(Saved data entries)

//! Integration tests for configuration loading

use livefeed::config::Config;
use livefeed::telemetry::LogFormat;
use std::io::Write;

#[test]
fn test_example_config_parses() {
    let config = Config::from_toml(include_str!("../../config.toml.example")).unwrap();
    assert_eq!(config.origin, "http://localhost:8080");
    assert_eq!(config.price.retry_delay_ms, 3000);
    assert_eq!(config.notifications.retry_delay_ms, 5000);
    assert_eq!(config.notifications.max_notifications, 10);
    assert_eq!(config.notifications.dedup_window_secs, 300);
    assert_eq!(config.telemetry.log_format, LogFormat::Pretty);
    assert!(config.telemetry.metrics_port.is_none());
}

#[test]
fn test_load_from_file() {
    let mut file = tempfile::NamedTempFile::new().unwrap();
    writeln!(
        file,
        r#"
        origin = "https://dash.example.com"

        [notifications]
        max_notifications = 5
        "#
    )
    .unwrap();

    let config = tokio_test::assert_ok!(Config::load(file.path()));
    assert_eq!(config.origin, "https://dash.example.com");
    assert_eq!(config.notifications.max_notifications, 5);
    assert_eq!(config.price.endpoint_path, "/ws/prices");
}

#[test]
fn test_load_rejects_bad_toml() {
    let mut file = tempfile::NamedTempFile::new().unwrap();
    writeln!(file, "origin = [").unwrap();

    tokio_test::assert_err!(Config::load(file.path()));
}
//! Bot notification feed

use super::decoder::FrameDecoder;
use super::dedup::{DedupConfig, DedupWindow};
use super::types::BotEvent;
use crate::config::NotificationFeedConfig;
use crate::ws::{
    ConnectionStatus, Connector, FrameHandler, ReconnectPolicy, Supervisor, SupervisorConfig,
    WsConfig, WsConnector,
};
use crate::telemetry::{increment, FeedCounter};
use serde::Serialize;
use std::collections::VecDeque;
use std::sync::Arc;
use tokio::sync::watch;
use tokio::time::Instant;
use uuid::Uuid;

/// Feed name used in logs and metrics
pub const NOTIFICATION_FEED: &str = "notifications";

/// An accepted bot event with its locally assigned id
#[derive(Debug, Clone, PartialEq, Serialize)]
pub struct Notification {
    pub id: Uuid,
    #[serde(flatten)]
    pub event: BotEvent,
}

/// Newest-first bounded list of notifications
#[derive(Debug, Clone, PartialEq)]
pub struct NotificationLog {
    entries: VecDeque<Notification>,
    max_len: usize,
}

impl NotificationLog {
    pub fn new(max_len: usize) -> Self {
        Self {
            entries: VecDeque::with_capacity(max_len),
            max_len,
        }
    }

    /// Prepend an event, dropping the oldest beyond `max_len`
    pub fn push(&mut self, event: BotEvent) -> Uuid {
        let id = Uuid::new_v4();
        self.entries.push_front(Notification { id, event });
        self.entries.truncate(self.max_len);
        id
    }

    /// Remove one entry; false if it was not present
    pub fn dismiss(&mut self, id: Uuid) -> bool {
        match self.entries.iter().position(|n| n.id == id) {
            Some(index) => {
                self.entries.remove(index);
                true
            }
            None => false,
        }
    }

    pub fn clear(&mut self) {
        self.entries.clear();
    }

    pub fn iter(&self) -> impl Iterator<Item = &Notification> {
        self.entries.iter()
    }

    pub fn to_vec(&self) -> Vec<Notification> {
        self.entries.iter().cloned().collect()
    }

    pub fn len(&self) -> usize {
        self.entries.len()
    }

    pub fn is_empty(&self) -> bool {
        self.entries.is_empty()
    }

    pub fn max_len(&self) -> usize {
        self.max_len
    }
}

/// Decodes bot events, filters repeats, and folds them into the log
pub struct NotificationProjector {
    decoder: FrameDecoder<BotEvent>,
    dedup: DedupWindow,
    log: watch::Sender<NotificationLog>,
}

impl NotificationProjector {
    pub fn new(dedup: DedupWindow, log: watch::Sender<NotificationLog>) -> Self {
        Self {
            decoder: FrameDecoder::new(NOTIFICATION_FEED),
            dedup,
            log,
        }
    }

    /// Handle a frame that arrived at `now`
    pub fn ingest_at(&mut self, text: &str, now: Instant) -> Option<Uuid> {
        let event = self.decoder.decode(text)?;

        if !self.dedup.admit(&event, now) {
            tracing::debug!(symbol = %event.symbol, "Suppressing repeated looking event");
            increment(NOTIFICATION_FEED, FeedCounter::EventsSuppressed);
            return None;
        }

        tracing::debug!(event_type = %event.event_type, symbol = %event.symbol, "Bot event");
        let mut id = None;
        self.log.send_modify(|log| id = Some(log.push(event)));
        id
    }

    pub fn dismiss(&mut self, id: Uuid) -> bool {
        self.log.send_if_modified(|log| log.dismiss(id))
    }

    pub fn clear(&mut self) {
        self.log.send_if_modified(|log| {
            let changed = !log.is_empty();
            log.clear();
            changed
        });
    }

    pub fn dedup(&self) -> &DedupWindow {
        &self.dedup
    }
}

impl FrameHandler for NotificationProjector {
    fn on_frame(&mut self, text: &str) {
        self.ingest_at(text, Instant::now());
    }
}

/// Consumer handle for the bot notification feed
///
/// Connects on creation. A close with Normal or Going Away is treated as an
/// intentional shutdown and not retried; every other close is retried after
/// a fixed delay. Dropping the handle tears the connection down.
pub struct NotificationFeed {
    supervisor: Supervisor<NotificationProjector>,
    log: watch::Receiver<NotificationLog>,
}

impl NotificationFeed {
    /// Subscribe over a real WebSocket
    pub fn subscribe(
        origin: impl Into<String>,
        config: &NotificationFeedConfig,
        ws: WsConfig,
    ) -> Self {
        Self::with_connector(origin, config, Arc::new(WsConnector::new(ws)))
    }

    /// Subscribe through any connector
    pub fn with_connector(
        origin: impl Into<String>,
        config: &NotificationFeedConfig,
        connector: Arc<dyn Connector>,
    ) -> Self {
        let (tx, log) = watch::channel(NotificationLog::new(config.max_notifications));
        let dedup = DedupWindow::new(DedupConfig {
            window: config.dedup_window(),
            sweep_threshold: config.dedup_sweep_threshold,
            capacity: config.dedup_capacity,
        });
        let supervisor = Supervisor::new(
            origin,
            SupervisorConfig {
                name: NOTIFICATION_FEED,
                endpoint_path: config.endpoint_path.clone(),
                retry_delay: config.retry_delay(),
                reconnect_policy: ReconnectPolicy::UnlessCleanClose,
            },
            connector,
            NotificationProjector::new(dedup, tx),
        );

        tracing::info!(endpoint = %config.endpoint_path, "Subscribing to notification feed");
        supervisor.connect();

        Self { supervisor, log }
    }

    /// Current notifications, newest first
    pub fn notifications(&self) -> Vec<Notification> {
        self.log.borrow().to_vec()
    }

    /// Receiver notified on every log change
    pub fn updates(&self) -> watch::Receiver<NotificationLog> {
        self.log.clone()
    }

    pub fn is_connected(&self) -> bool {
        self.supervisor.status().is_connected()
    }

    /// Last connection error, or an empty string
    pub fn last_error(&self) -> String {
        self.supervisor.status().last_error.unwrap_or_default()
    }

    pub fn status(&self) -> ConnectionStatus {
        self.supervisor.status()
    }

    pub fn watch_status(&self) -> watch::Receiver<ConnectionStatus> {
        self.supervisor.watch_status()
    }

    pub fn connect(&self) {
        self.supervisor.connect();
    }

    pub fn disconnect(&self) {
        self.supervisor.disconnect();
    }

    /// Empty the log; the dedup window is left as is
    pub fn clear_all(&self) {
        self.supervisor.with_handler(|projector| projector.clear());
    }

    /// Remove one notification by id
    pub fn dismiss(&self, id: Uuid) -> bool {
        self.supervisor.with_handler(|projector| projector.dismiss(id))
    }

    /// Symbols currently held in the dedup window
    pub fn tracked_symbols(&self) -> usize {
        self.supervisor.with_handler(|projector| projector.dedup().len())
    }
}
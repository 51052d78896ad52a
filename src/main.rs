use anyhow::Context;
use clap::Parser;
use livefeed::cli::{Cli, Commands};
use livefeed::config::Config;

#[tokio::main]
async fn main() -> anyhow::Result<()> {
    let cli = Cli::parse();

    // Load configuration
    let mut config = match Config::load(&cli.config) {
        Ok(config) => config,
        Err(e) => {
            eprintln!("Warning: Could not load config from {}: {:#}", cli.config, e);
            eprintln!("Using default configuration");
            Config::from_toml(include_str!("../config.toml.example"))
                .context("bundled example config is invalid")?
        }
    };
    if let Some(origin) = cli.origin {
        config.origin = origin;
    }

    // Initialize telemetry
    let _telemetry = livefeed::telemetry::init_telemetry(&config.telemetry)?;

    match cli.command {
        Commands::Prices(args) => {
            tracing::info!(origin = %config.origin, "Watching price feed");
            args.execute(&config).await?;
        }
        Commands::Events(args) => {
            tracing::info!(origin = %config.origin, "Watching notification feed");
            args.execute(&config).await?;
        }
        Commands::Config => {
            println!("Current configuration:");
            println!("  Origin: {}", config.origin);
            println!(
                "  Prices: {} (retry {}ms, always)",
                config.price.endpoint_path, config.price.retry_delay_ms
            );
            println!(
                "  Notifications: {} (retry {}ms, stops on clean close)",
                config.notifications.endpoint_path, config.notifications.retry_delay_ms
            );
            println!(
                "  Log: max={}, dedup window={}s, sweep>{}, capacity={}",
                config.notifications.max_notifications,
                config.notifications.dedup_window_secs,
                config.notifications.dedup_sweep_threshold,
                config.notifications.dedup_capacity
            );
            println!(
                "  Transport: ping={}s, pong timeout={}s",
                config.transport.ping_interval_secs, config.transport.pong_timeout_secs
            );
        }
    }

    Ok(())
}
//! In-process connector
//!
//! Every `open` call records the requested URL and hands the supervisor a
//! channel whose sending half is kept as a [`LoopbackPeer`]. Whoever holds
//! the peer plays the server: open, push frames, raise errors, close. Used
//! by the test suites and for replaying captured frames.
//!
//! Peers the supervisor has released are pruned on the next `open`, and only
//! the most recent URLs are remembered, so long replays with many reconnects
//! stay bounded.

use super::client::Connector;
use super::types::TransportEvent;
use crate::error::FeedError;
use parking_lot::Mutex;
use std::collections::VecDeque;
use std::sync::Arc;
use tokio::sync::mpsc;

const PEER_CAPACITY: usize = 256;
const URL_HISTORY: usize = 64;

#[derive(Default)]
struct LoopbackState {
    peers: Vec<LoopbackPeer>,
    urls: VecDeque<String>,
    opens: usize,
    failures: VecDeque<String>,
}

/// Connector whose connections are driven by the caller
#[derive(Default)]
pub struct LoopbackConnector {
    state: Mutex<LoopbackState>,
}

impl LoopbackConnector {
    pub fn new() -> Arc<Self> {
        Arc::new(Self::default())
    }

    /// Make the next `open` fail synchronously with `reason`
    pub fn fail_next(&self, reason: impl Into<String>) {
        self.state.lock().failures.push_back(reason.into());
    }

    /// Number of `open` calls, failed ones included
    pub fn open_count(&self) -> usize {
        self.state.lock().opens
    }

    /// Most recent requested URLs, oldest first
    pub fn urls(&self) -> Vec<String> {
        self.state.lock().urls.iter().cloned().collect()
    }

    /// Server side of the most recent successful `open`
    pub fn latest(&self) -> Option<LoopbackPeer> {
        self.state.lock().peers.last().cloned()
    }

    /// Server side of the `index`-th retained connection, oldest first
    pub fn peer(&self, index: usize) -> Option<LoopbackPeer> {
        self.state.lock().peers.get(index).cloned()
    }

    /// Handles whose supervisor side is still attached
    pub fn live_count(&self) -> usize {
        self.state
            .lock()
            .peers
            .iter()
            .filter(|peer| !peer.is_released())
            .count()
    }
}

impl Connector for LoopbackConnector {
    fn open(&self, url: &str) -> Result<mpsc::Receiver<TransportEvent>, FeedError> {
        let mut state = self.state.lock();
        state.opens += 1;
        if state.urls.len() == URL_HISTORY {
            state.urls.pop_front();
        }
        state.urls.push_back(url.to_string());

        if let Some(reason) = state.failures.pop_front() {
            return Err(FeedError::Connection(reason));
        }

        state.peers.retain(|peer| !peer.is_released());
        let (tx, rx) = mpsc::channel(PEER_CAPACITY);
        state.peers.push(LoopbackPeer { tx });
        Ok(rx)
    }
}

/// Server side of one loopback connection
#[derive(Clone)]
pub struct LoopbackPeer {
    tx: mpsc::Sender<TransportEvent>,
}

impl LoopbackPeer {
    /// Deliver an event; false once the supervisor has let go of the handle
    pub fn send(&self, event: TransportEvent) -> bool {
        self.tx.try_send(event).is_ok()
    }

    pub fn open(&self) -> bool {
        self.send(TransportEvent::Opened)
    }

    pub fn text(&self, frame: impl Into<String>) -> bool {
        self.send(TransportEvent::Message(frame.into()))
    }

    pub fn error(&self, message: impl Into<String>) -> bool {
        self.send(TransportEvent::Error(message.into()))
    }

    pub fn close(&self, code: Option<u16>) -> bool {
        self.send(TransportEvent::Closed { code })
    }

    /// True once the supervisor dropped its receiver
    pub fn is_released(&self) -> bool {
        self.tx.is_closed()
    }
}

(About this exercise): Report the lines above that contain "Result".

(Solution to this problem):
async fn main() -> anyhow::Result<()> {
    fn open(&self, url: &str) -> Result<mpsc::Receiver<TransportEvent>, FeedError> {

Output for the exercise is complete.